It’s tough to digest some of the bad news the area’s faced over the last several months.

Seeing various forms of the word “closure” is exhausting and depressing, for sure.

From AK Steel to Our Lady of Bellefonte Hospital to Salvation Army’s emergency shelter, seeing the ostensible end to all of these companies/organizations is unsettling.

Now, on the other hand, there was some recent good news for Rush Off-Road. It is receiving a $4 million grant for a new access road and extensions of sewer and water lines to its trailhead.

The natural question: If there’s $4 million floating around, why is it going to recreation rather than a potential re-creation of Bellefonte Hospital or other areas of need?

It’s sort of a complicated answer, but the simplest way to state it is this grant is a specific one with specific intentions.

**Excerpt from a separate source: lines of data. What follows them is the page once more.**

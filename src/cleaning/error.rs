//! Errors raised while reading and cleaning a dataset.

use std::path::PathBuf;
use thiserror::Error;

/// Fatal problems with the input data.
#[derive(Debug, Error)]
pub enum NormalizeError {
    /// Required columns are absent from the header.
    #[error("dataset is missing required column(s): {}", missing.join(", "))]
    Schema { missing: Vec<String> },

    /// A value that is not a sentinel could not be converted.
    #[error("line {line}: cannot convert {column} value {value:?} to {target}")]
    Coercion {
        line: u64,
        column: &'static str,
        value: String,
        target: &'static str,
    },

    /// The dataset file could not be opened.
    #[error("cannot open dataset {}: {source}", path.display())]
    Io {
        path: PathBuf,
        #[source]
        source: std::io::Error,
    },

    /// The file could not be parsed as CSV.
    #[error("malformed CSV: {0}")]
    Csv(#[from] csv::Error),
}

/// A single field that failed conversion, before a line number is attached.
#[derive(Debug, Clone, PartialEq, Eq)]
pub struct FieldError {
    pub column: &'static str,
    pub value: String,
    pub target: &'static str,
}

impl FieldError {
    pub fn new(column: &'static str, value: &str, target: &'static str) -> Self {
        Self {
            column,
            value: value.to_string(),
            target,
        }
    }

    pub fn at_line(self, line: u64) -> NormalizeError {
        NormalizeError::Coercion {
            line,
            column: self.column,
            value: self.value,
            target: self.target,
        }
    }
}

#[cfg(test)]
mod tests {
    use super::*;

    #[test]
    fn test_schema_error_lists_columns() {
        let err = NormalizeError::Schema {
            missing: vec!["City".to_string(), "Festival".to_string()],
        };
        assert_eq!(
            err.to_string(),
            "dataset is missing required column(s): City, Festival"
        );
    }

    #[test]
    fn test_coercion_error_names_line_and_column() {
        let err = FieldError::new("Delivery_person_Age", "abc", "integer").at_line(12);
        let message = err.to_string();
        assert!(message.contains("line 12"));
        assert!(message.contains("Delivery_person_Age"));
        assert!(message.contains("\"abc\""));
    }

    #[test]
    fn test_io_error_is_not_reported_as_malformed() {
        let err = NormalizeError::Io {
            path: PathBuf::from("data/train.csv"),
            source: std::io::Error::new(std::io::ErrorKind::NotFound, "not found"),
        };
        let message = err.to_string();
        assert!(message.starts_with("cannot open dataset data/train.csv"));
        assert!(!message.contains("malformed"));
    }
}
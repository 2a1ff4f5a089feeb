//! Row filters applied to the cleaned table before aggregation.

use crate::models::{dmy_date, CleanedRecord};
use chrono::NaiveDate;
use serde::{Deserialize, Serialize};

/// Traffic densities selectable by default.
pub const TRAFFIC_LEVELS: [&str; 4] = ["Low", "Medium", "High", "Jam"];

/// Weather conditions selectable by default.
pub const WEATHER_CONDITIONS: [&str; 5] = [
    "conditions Cloudy",
    "conditions Fog",
    "conditions Sandstorm",
    "conditions Sunny",
    "conditions Windy",
];

/// Which filters a view applies.
#[derive(Debug, Clone, Copy, PartialEq, Eq)]
pub enum FilterScope {
    /// Date cutoff and traffic only (company view).
    DateAndTraffic,
    /// Date cutoff, traffic and weather.
    All,
}

/// Date, traffic and weather filters.
#[derive(Debug, Clone, PartialEq, Eq, Serialize, Deserialize)]
pub struct FilterSet {
    /// Keep orders placed strictly before this date (`DD-MM-YYYY`).
    #[serde(
        default,
        with = "dmy_date::option",
        skip_serializing_if = "Option::is_none"
    )]
    pub until: Option<NaiveDate>,

    /// Traffic densities to keep.
    #[serde(default = "default_traffic")]
    pub traffic: Vec<String>,

    /// Weather conditions to keep.
    #[serde(default = "default_weather")]
    pub weather: Vec<String>,
}

impl Default for FilterSet {
    fn default() -> Self {
        Self {
            until: None,
            traffic: default_traffic(),
            weather: default_weather(),
        }
    }
}

fn default_traffic() -> Vec<String> {
    TRAFFIC_LEVELS.iter().map(|s| s.to_string()).collect()
}

fn default_weather() -> Vec<String> {
    WEATHER_CONDITIONS.iter().map(|s| s.to_string()).collect()
}

impl FilterSet {
    /// Whether a record passes the filters in `scope`.
    pub fn matches(&self, record: &CleanedRecord, scope: FilterScope) -> bool {
        if let Some(until) = self.until {
            if record.order_date >= until {
                return false;
            }
        }

        if !self.traffic.contains(&record.traffic_density) {
            return false;
        }

        match scope {
            FilterScope::DateAndTraffic => true,
            FilterScope::All => self.weather.contains(&record.weather),
        }
    }

    /// Records passing the filters, in their original order.
    pub fn apply<'a>(
        &self,
        records: &'a [CleanedRecord],
        scope: FilterScope,
    ) -> Vec<&'a CleanedRecord> {
        records
            .iter()
            .filter(|record| self.matches(record, scope))
            .collect()
    }
}

#[cfg(test)]
mod tests {
    use super::*;
    use crate::fixtures::cleaned_on;

    fn record(date: (i32, u32, u32), traffic: &str, weather: &str) -> CleanedRecord {
        CleanedRecord {
            traffic_density: traffic.to_string(),
            weather: weather.to_string(),
            ..cleaned_on(date)
        }
    }

    #[test]
    fn test_default_keeps_known_categories() {
        let filters = FilterSet::default();
        let r = record((2022, 3, 1), "Jam", "conditions Fog");
        assert!(filters.matches(&r, FilterScope::All));
    }

    #[test]
    fn test_until_is_exclusive() {
        let filters = FilterSet {
            until: NaiveDate::from_ymd_opt(2022, 3, 3),
            ..FilterSet::default()
        };
        let before = record((2022, 3, 2), "Low", "conditions Sunny");
        let on = record((2022, 3, 3), "Low", "conditions Sunny");
        assert!(filters.matches(&before, FilterScope::All));
        assert!(!filters.matches(&on, FilterScope::All));
    }

    #[test]
    fn test_weather_only_in_full_scope() {
        let filters = FilterSet {
            weather: vec!["conditions Sunny".to_string()],
            ..FilterSet::default()
        };
        let stormy = record((2022, 3, 2), "High", "conditions Stormy");
        assert!(filters.matches(&stormy, FilterScope::DateAndTraffic));
        assert!(!filters.matches(&stormy, FilterScope::All));
    }

    #[test]
    fn test_apply_preserves_order() {
        let records = vec![
            record((2022, 3, 1), "Low", "conditions Sunny"),
            record((2022, 3, 2), "Jam", "conditions Sunny"),
            record((2022, 3, 3), "Low", "conditions Windy"),
        ];
        let filters = FilterSet {
            traffic: vec!["Low".to_string()],
            ..FilterSet::default()
        };

        let kept = filters.apply(&records, FilterScope::All);
        assert_eq!(kept.len(), 2);
        assert_eq!(kept[0].order_date, records[0].order_date);
        assert_eq!(kept[1].order_date, records[2].order_date);
    }

    #[test]
    fn test_empty_selection_keeps_nothing() {
        let filters = FilterSet {
            traffic: Vec::new(),
            ..FilterSet::default()
        };
        let records = vec![record((2022, 3, 1), "Low", "conditions Sunny")];
        assert!(filters.apply(&records, FilterScope::All).is_empty());
    }
}
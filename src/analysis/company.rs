//! Company view: order volume over time, traffic mix and central delivery
//! locations per city.

use super::aggregator::{count_by, distinct_count, group_by, median};
use crate::models::CleanedRecord;
use chrono::NaiveDate;
use serde::{Deserialize, Serialize};

#[derive(Debug, Clone, PartialEq, Eq, Serialize, Deserialize)]
pub struct DailyOrders {
    pub date: NaiveDate,
    pub orders: usize,
}

#[derive(Debug, Clone, PartialEq, Serialize, Deserialize)]
pub struct TrafficShare {
    pub traffic: String,
    pub orders: usize,
    /// Fraction of all orders, between 0 and 1.
    pub share: f64,
}

#[derive(Debug, Clone, PartialEq, Eq, Serialize, Deserialize)]
pub struct CityTrafficOrders {
    pub city: String,
    pub traffic: String,
    pub orders: usize,
}

#[derive(Debug, Clone, PartialEq, Eq, Serialize, Deserialize)]
pub struct WeeklyOrders {
    pub week: String,
    pub orders: usize,
}

#[derive(Debug, Clone, PartialEq, Serialize, Deserialize)]
pub struct WeeklyCourierLoad {
    pub week: String,
    pub orders: usize,
    pub couriers: usize,
    pub orders_per_courier: f64,
}

/// Median delivery location of a city under one traffic density.
#[derive(Debug, Clone, PartialEq, Serialize, Deserialize)]
pub struct CentralLocation {
    pub city: String,
    pub traffic: String,
    pub latitude: f64,
    pub longitude: f64,
}

/// Aggregates behind the company view.
#[derive(Debug, Clone, Default, PartialEq, Serialize, Deserialize)]
pub struct CompanyView {
    pub orders_by_day: Vec<DailyOrders>,
    pub traffic_share: Vec<TrafficShare>,
    pub orders_by_city_traffic: Vec<CityTrafficOrders>,
    pub orders_by_week: Vec<WeeklyOrders>,
    pub orders_per_courier_by_week: Vec<WeeklyCourierLoad>,
    pub central_locations: Vec<CentralLocation>,
}

impl CompanyView {
    pub fn compute(records: &[&CleanedRecord]) -> Self {
        Self {
            orders_by_day: orders_by_day(records),
            traffic_share: traffic_share(records),
            orders_by_city_traffic: orders_by_city_traffic(records),
            orders_by_week: orders_by_week(records),
            orders_per_courier_by_week: orders_per_courier_by_week(records),
            central_locations: central_locations(records),
        }
    }
}

pub fn orders_by_day(records: &[&CleanedRecord]) -> Vec<DailyOrders> {
    count_by(records, |r| r.order_date)
        .into_iter()
        .map(|(date, orders)| DailyOrders { date, orders })
        .collect()
}

pub fn traffic_share(records: &[&CleanedRecord]) -> Vec<TrafficShare> {
    let total = records.len();
    count_by(records, |r| r.traffic_density.clone())
        .into_iter()
        .map(|(traffic, orders)| TrafficShare {
            traffic,
            orders,
            share: orders as f64 / total as f64,
        })
        .collect()
}

pub fn orders_by_city_traffic(records: &[&CleanedRecord]) -> Vec<CityTrafficOrders> {
    count_by(records, |r| (r.city.clone(), r.traffic_density.clone()))
        .into_iter()
        .map(|((city, traffic), orders)| CityTrafficOrders {
            city,
            traffic,
            orders,
        })
        .collect()
}

pub fn orders_by_week(records: &[&CleanedRecord]) -> Vec<WeeklyOrders> {
    count_by(records, CleanedRecord::week_of_year)
        .into_iter()
        .map(|(week, orders)| WeeklyOrders { week, orders })
        .collect()
}

pub fn orders_per_courier_by_week(records: &[&CleanedRecord]) -> Vec<WeeklyCourierLoad> {
    group_by(records, CleanedRecord::week_of_year)
        .into_iter()
        .map(|(week, orders)| {
            let couriers = distinct_count(&orders, |r| r.courier_id.clone());
            WeeklyCourierLoad {
                week,
                orders: orders.len(),
                couriers,
                orders_per_courier: orders.len() as f64 / couriers as f64,
            }
        })
        .collect()
}

pub fn central_locations(records: &[&CleanedRecord]) -> Vec<CentralLocation> {
    group_by(records, |r| (r.city.clone(), r.traffic_density.clone()))
        .into_iter()
        .filter_map(|((city, traffic), group)| {
            let latitudes: Vec<f64> = group.iter().map(|r| r.delivery_latitude).collect();
            let longitudes: Vec<f64> = group.iter().map(|r| r.delivery_longitude).collect();
            Some(CentralLocation {
                city,
                traffic,
                latitude: median(&latitudes)?,
                longitude: median(&longitudes)?,
            })
        })
        .collect()
}
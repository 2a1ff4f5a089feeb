//! Analysis modules.
//!
//! Filters narrow the cleaned table, and each view computes its aggregate
//! tables from the filtered slice.

pub mod aggregator;
pub mod company;
pub mod couriers;
pub mod filters;
pub mod geo;
pub mod restaurants;

pub use company::CompanyView;
pub use couriers::CouriersView;
pub use filters::{FilterScope, FilterSet};
pub use restaurants::RestaurantsView;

It’s a Kentucky Energy and Environment Cabinet Abandoned Mine Lands Pilot program. The grant, which is part of a branch of a much larger-scale federal program, consists of funds specifically allotted for these sorts of ventures. In other words, these funds can’t be used for the hospital or any other companies or organizations.

The funds can’t be collected and then donated, either. They must go toward these specific projects at Rush Off-Road.

So, while it’s natural to place a magnifying glass over this positive news and compare it to negative happenings, that simply is not fair.

So, let’s celebrate this news as it can only help the area grow into a tourist destination, as indicated by Boyd County Judge-Executive Eric Chaney.

This will carry an economic impact for southern Boyd County, and Rush, in particular.

So, be careful to rush to conclusions.